> Copying the text gives: “ch a i r m a n ' s s tat em en t” Reconstructing the ...

hrktb · on Sept 14, 2020

It's doable, but it's only the easiest cases. If it's a one off script, or some automation you give as a base to a human to review afterwards it can be a good first step.

If it's supposed to be a somewhat final result, ran against a dataset you have little control over (people sending you PDFs they made, vs. PDFs coming from a know automated generator) you'll hit all the other not so edge cases very fast.

Like, otherwise invisible characters inserted in the middle of your text, layout that makes no logical sense and puts the text in a weird order but was fine when it was displayed on the page, characters missing because of weird typographic optimization (ligatures, characters only in specific embeded fonts etc.). Basically everything in the article is pretty easy to find in the wild.
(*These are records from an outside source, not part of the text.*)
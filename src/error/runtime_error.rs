use crate::error::ErrorKind;

#[derive(Debug, PartialEq)]
/// Represents all errors that can occur during evaluation.
pub enum RuntimeError {
    /// An identifier was not found in the script environment, the injected
    /// context, or via the resolver.
    UndefinedVariable {
        /// The name of the variable.
        name: String,
    },
    /// Tried to rebind a name that was declared `const`.
    ConstReassignment {
        /// The name of the constant.
        name: String,
    },
    /// Attempted division by zero.
    DivisionByZero,
    /// An integer value was too large to be promoted to a real exactly.
    LiteralTooLarge,
    /// The resolver hook raised a failure of its own.
    ResolverFailed {
        /// Details reported by the resolver.
        message: String,
    },
    /// A statement sequence produced no value. Unreachable through the
    /// parser, which never emits an empty sequence.
    MissingValue,
}

impl RuntimeError {
    /// Returns the classification of this error: [`ErrorKind::Name`] for an
    /// unresolved identifier, [`ErrorKind::Evaluation`] for everything else.
    #[must_use]
    pub const fn kind(&self) -> ErrorKind {
        match self {
            Self::UndefinedVariable { .. } => ErrorKind::Name,
            _ => ErrorKind::Evaluation,
        }
    }
}

impl std::fmt::Display for RuntimeError {
    fn fmt(&self, f: &mut std::fmt::Formatter<'_>) -> std::fmt::Result {
        match self {
            Self::UndefinedVariable { name } => {
                write!(f, "Undefined variable '{name}'.")
            },
            Self::ConstReassignment { name } => {
                write!(f, "Cannot reassign to const '{name}'.")
            },
            Self::DivisionByZero => write!(f, "Division by zero."),
            Self::LiteralTooLarge => write!(f, "Literal is too large."),
            Self::ResolverFailed { message } => {
                write!(f, "Resolver failed: {message}.")
            },
            Self::MissingValue => write!(f, "Value missing."),
        }
    }
}

impl std::error::Error for RuntimeError {}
mcswell · on Sept 15, 2020

You're unlikely to find "chairman's" in a dictionary. Spell checkers (which at least for languages like English usually use table lookup) often succeed with common apostrophe-s nouns, but fail with less common ones, because even for English it's often considered impractical to store all possible possessive forms.

Where dictionary lookup really becomes infeasible is in languages with a great deal of inflectional morphology, like Finnish. For languages like that, you need some kind of morphological analyzer. Hunspell provides a fairly simple one, while a number of finite state transducers (xfst, foma, sfst...) provide more sophisticated mechanisms to build a morphological parser with.

kzrdude · on Sept 14, 2020

But it might already be hard for a simple procedure to know if it should be chair man or chairman here.